Look for the line that has "pub const SPEED_OF_LIGHT_M_S: f64" in the material below; please repeat it and every line after it, exactly, up to and including the line that has "Self::new(0.0, TAU, dec_min, dec_max)", and nothing else.
----
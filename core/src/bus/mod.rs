//! Publish/subscribe and key/value access to the message bus.
//!
//! The listener only depends on the [`MessageBus`] trait; [`MemoryBus`] is an
//! in-process implementation with the same semantics as a pub/sub broker
//! paired with a string key/value store.

pub mod memory;

pub use memory::{MemoryBus, MemorySubscription};

#[derive(thiserror::Error, Debug)]
pub enum BusError {
    #[error("bus state lock poisoned")]
    Poisoned,
}

pub type BusResult<T> = Result<T, BusError>;

/// A persistent subscription to one channel.
pub trait Subscription {
    /// Blocks until the next message arrives. `None` once the channel is closed.
    fn next_message(&mut self) -> Option<String>;
}

pub trait MessageBus {
    type Subscription: Subscription;

    fn subscribe(&self, channel: &str) -> BusResult<Self::Subscription>;

    /// Returns the number of subscribers the message was delivered to.
    fn publish(&self, channel: &str, message: &str) -> BusResult<usize>;

    fn set(&self, key: &str, value: &str) -> BusResult<()>;

    fn get(&self, key: &str) -> BusResult<Option<String>>;
}
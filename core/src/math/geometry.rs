use serde::{Deserialize, Serialize};
use std::f64::consts::{FRAC_PI_2, TAU};

/// Speed of light in vacuum, m/s.
pub const SPEED_OF_LIGHT_M_S: f64 = 299_792_458.0;

/// Primary reflector diameter used for the default beam estimate.
pub const DISH_DIAMETER_M: f64 = 25.0;

/// Rectangular RA/Dec region in radians used as a cheap catalog pre-filter.
#[derive(Debug, Clone, Copy, PartialEq, Serialize, Deserialize)]
pub struct BoundingBox {
    pub ra_min: f64,
    pub ra_max: f64,
    pub dec_min: f64,
    pub dec_max: f64,
}

impl BoundingBox {
    pub fn new(ra_min: f64, ra_max: f64, dec_min: f64, dec_max: f64) -> Self {
        Self {
            ra_min,
            ra_max,
            dec_min,
            dec_max,
        }
    }

    fn full_ra(dec_min: f64, dec_max: f64) -> Self {
        Self::new(0.0, TAU, dec_min, dec_max)
    }

    pub fn to_degrees(&self) -> Self {
        Self::new(
            self.ra_min.to_degrees(),
            self.ra_max.to_degrees(),
            self.dec_min.to_degrees(),
            self.dec_max.to_degrees(),
        )
    }

    /// Inclusive containment test, in the box's own units.
    pub fn contains(&self, ra: f64, dec: f64) -> bool {
        ra >= self.ra_min && ra <= self.ra_max && dec >= self.dec_min && dec <= self.dec_max
    }
}

/// Field-of-view geometry for a circular primary beam.
pub struct GeometryEngine;

impl GeometryEngine {
    /// Beam radius in radians for the default 25 m reflector.
    pub fn beam_radius(center_frequency_mhz: f64) -> f64 {
        Self::beam_radius_for_dish(center_frequency_mhz, DISH_DIAMETER_M)
    }

    /// Diffraction-limited half-beam `0.5 * lambda / D`. The frequency must be positive.
    pub fn beam_radius_for_dish(center_frequency_mhz: f64, dish_diameter_m: f64) -> f64 {
        let wavelength_m = SPEED_OF_LIGHT_M_S / (center_frequency_mhz * 1e6);
        0.5 * wavelength_m / dish_diameter_m
    }

    /// Boxes covering the circle of radius `r` around `(ra, dec)`, all in radians.
    ///
    /// Returns two boxes when the circle straddles RA 0 and a single full-RA box
    /// when it reaches a pole. An empty result means no rectangular bound applies
    /// (radius not below pi/2 or non-finite input); callers must then scan the
    /// whole catalog.
    pub fn bounding_boxes(ra: f64, dec: f64, r: f64) -> Vec<BoundingBox> {
        if !(ra.is_finite() && dec.is_finite() && r.is_finite()) || !(0.0..FRAC_PI_2).contains(&r)
        {
            return Vec::new();
        }

        if dec + r >= FRAC_PI_2 {
            return vec![BoundingBox::full_ra(dec - r, FRAC_PI_2)];
        }
        if dec - r <= -FRAC_PI_2 {
            return vec![BoundingBox::full_ra(-FRAC_PI_2, dec + r)];
        }

        let dec_min = dec - r;
        let dec_max = dec + r;
        // Rounding can push the ratio just past 1 when the cap grazes a pole.
        let ra_offset = (r.sin() / dec.cos()).min(1.0).asin();
        let ra_min = ra - ra_offset;
        let ra_max = ra + ra_offset;

        if ra_min < 0.0 {
            vec![
                BoundingBox::new(TAU + ra_min, TAU, dec_min, dec_max),
                BoundingBox::new(0.0, ra_max, dec_min, dec_max),
            ]
        } else if ra_max > TAU {
            vec![
                BoundingBox::new(ra_min, TAU, dec_min, dec_max),
                BoundingBox::new(0.0, ra_max - TAU, dec_min, dec_max),
            ]
        } else {
            vec![BoundingBox::new(ra_min, ra_max, dec_min, dec_max)]
        }
    }

    /// Great-circle separation via the spherical law of cosines, in radians.
    pub fn angular_separation(ra1: f64, dec1: f64, ra2: f64, dec2: f64) -> f64 {
        let cosine = dec1.sin() * dec2.sin() + dec1.cos() * dec2.cos() * (ra1 - ra2).cos();
        cosine.clamp(-1.0, 1.0).acos()
    }
}

#[cfg(test)]
mod tests {
    use super::*;

    const EPS: f64 = 1e-12;

    fn assert_close(actual: f64, expected: f64) {
        assert!(
            (actual - expected).abs() < EPS,
            "expected {expected}, got {actual}"
        );
    }

    /// Point at angular distance `d` from `(ra, dec)` along bearing `bearing`.
    fn destination(ra: f64, dec: f64, d: f64, bearing: f64) -> (f64, f64) {
        let dec2 = (dec.sin() * d.cos() + dec.cos() * d.sin() * bearing.cos()).asin();
        let ra2 = ra
            + (bearing.sin() * d.sin() * dec.cos()).atan2(d.cos() - dec.sin() * dec2.sin());
        (ra2.rem_euclid(TAU), dec2)
    }

    #[test]
    fn beam_radius_matches_diffraction_estimate() {
        let r = GeometryEngine::beam_radius(1420.0);
        let expected = 0.5 * (SPEED_OF_LIGHT_M_S / 1.42e9) / 25.0;
        assert_close(r, expected);
        assert!(r.to_degrees() > 0.24 && r.to_degrees() < 0.25);
        assert_close(
            GeometryEngine::beam_radius_for_dish(1420.0, 12.5),
            2.0 * expected,
        );
    }

    #[test]
    fn interior_pointing_yields_single_box() {
        let (ra, dec, r) = (1.0_f64, 0.3_f64, 0.05_f64);
        let boxes = GeometryEngine::bounding_boxes(ra, dec, r);
        assert_eq!(boxes.len(), 1);
        let off = (r.sin() / dec.cos()).asin();
        assert_close(boxes[0].ra_min, ra - off);
        assert_close(boxes[0].ra_max, ra + off);
        assert_close(boxes[0].dec_min, dec - r);
        assert_close(boxes[0].dec_max, dec + r);
    }

    #[test]
    fn antimeridian_splits_into_two_boxes() {
        let boxes = GeometryEngine::bounding_boxes(
            1.0_f64.to_radians(),
            0.0,
            5.0_f64.to_radians(),
        );
        assert_eq!(boxes.len(), 2);
        let first = boxes[0].to_degrees();
        let second = boxes[1].to_degrees();
        assert!((first.ra_min - 356.0).abs() < 1e-9);
        assert!((first.ra_max - 360.0).abs() < 1e-9);
        assert!(second.ra_min.abs() < 1e-9);
        assert!((second.ra_max - 6.0).abs() < 1e-9);
        assert!((first.dec_min + 5.0).abs() < 1e-9);
        assert!((second.dec_max - 5.0).abs() < 1e-9);
    }

    #[test]
    fn wrap_past_two_pi_splits_into_two_boxes() {
        let boxes = GeometryEngine::bounding_boxes(
            359.0_f64.to_radians(),
            0.0,
            5.0_f64.to_radians(),
        );
        assert_eq!(boxes.len(), 2);
        let first = boxes[0].to_degrees();
        let second = boxes[1].to_degrees();
        assert!((first.ra_min - 354.0).abs() < 1e-9);
        assert!((first.ra_max - 360.0).abs() < 1e-9);
        assert!(second.ra_min.abs() < 1e-9);
        assert!((second.ra_max - 4.0).abs() < 1e-9);
    }

    #[test]
    fn north_pole_yields_full_ra_box() {
        let boxes = GeometryEngine::bounding_boxes(
            10.0_f64.to_radians(),
            89.0_f64.to_radians(),
            5.0_f64.to_radians(),
        );
        assert_eq!(boxes.len(), 1);
        assert_eq!(boxes[0].ra_min, 0.0);
        assert_eq!(boxes[0].ra_max, TAU);
        assert_close(boxes[0].dec_max, FRAC_PI_2);
        assert_close(boxes[0].dec_min, 84.0_f64.to_radians());
    }

    #[test]
    fn south_pole_mirrors_north_pole() {
        let boxes = GeometryEngine::bounding_boxes(
            10.0_f64.to_radians(),
            (-89.0_f64).to_radians(),
            5.0_f64.to_radians(),
        );
        assert_eq!(boxes.len(), 1);
        assert!(boxes[0].dec_min < boxes[0].dec_max);
        assert_close(boxes[0].dec_min, -FRAC_PI_2);
        assert_close(boxes[0].dec_max, (-84.0_f64).to_radians());
        assert_eq!(boxes[0].ra_max, TAU);
    }

    #[test]
    fn oversized_or_invalid_radius_disables_prefilter() {
        assert!(GeometryEngine::bounding_boxes(0.0, 0.0, FRAC_PI_2).is_empty());
        assert!(GeometryEngine::bounding_boxes(0.0, 0.0, -0.1).is_empty());
        assert!(GeometryEngine::bounding_boxes(f64::NAN, 0.0, 0.1).is_empty());
    }

    #[test]
    fn boxes_cover_every_point_inside_the_circle() {
        let centers = [
            (0.0, 0.0),
            (1.0, 0.0),
            (200.0, 30.0),
            (359.5, -45.0),
            (90.0, 80.0),
            (270.0, -87.0),
            (0.2, 60.0),
        ];
        for &(ra_deg, dec_deg) in &centers {
            for &r_deg in &[0.25_f64, 2.0, 10.0, 30.0] {
                let (ra, dec, r) = (
                    f64::to_radians(ra_deg),
                    f64::to_radians(dec_deg),
                    r_deg.to_radians(),
                );
                let boxes = GeometryEngine::bounding_boxes(ra, dec, r);
                assert!(!boxes.is_empty());
                for step in 0..72 {
                    let bearing = step as f64 * TAU / 72.0;
                    for &fraction in &[0.5, 0.999] {
                        let (pra, pdec) = destination(ra, dec, r * fraction, bearing);
                        assert!(
                            boxes.iter().any(|b| b.contains(pra, pdec)),
                            "({ra_deg}, {dec_deg}) r={r_deg}: point ({pra}, {pdec}) not covered by {boxes:?}"
                        );
                    }
                }
            }
        }
    }

    #[test]
    fn angular_separation_is_zero_at_center() {
        assert!(GeometryEngine::angular_separation(1.2, 0.4, 1.2, 0.4) < 1e-7);
        assert_close(
            GeometryEngine::angular_separation(0.0, 0.0, std::f64::consts::PI, 0.0),
            std::f64::consts::PI,
        );
    }
}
----
# Response
pub const SPEED_OF_LIGHT_M_S: f64 = 299_792_458.0;

/// Primary reflector diameter used for the default beam estimate.
pub const DISH_DIAMETER_M: f64 = 25.0;

/// Rectangular RA/Dec region in radians used as a cheap catalog pre-filter.
#[derive(Debug, Clone, Copy, PartialEq, Serialize, Deserialize)]
pub struct BoundingBox {
    pub ra_min: f64,
    pub ra_max: f64,
    pub dec_min: f64,
    pub dec_max: f64,
}

impl BoundingBox {
    pub fn new(ra_min: f64, ra_max: f64, dec_min: f64, dec_max: f64) -> Self {
        Self {
            ra_min,
            ra_max,
            dec_min,
            dec_max,
        }
    }

    fn full_ra(dec_min: f64, dec_max: f64) -> Self {
        Self::new(0.0, TAU, dec_min, dec_max)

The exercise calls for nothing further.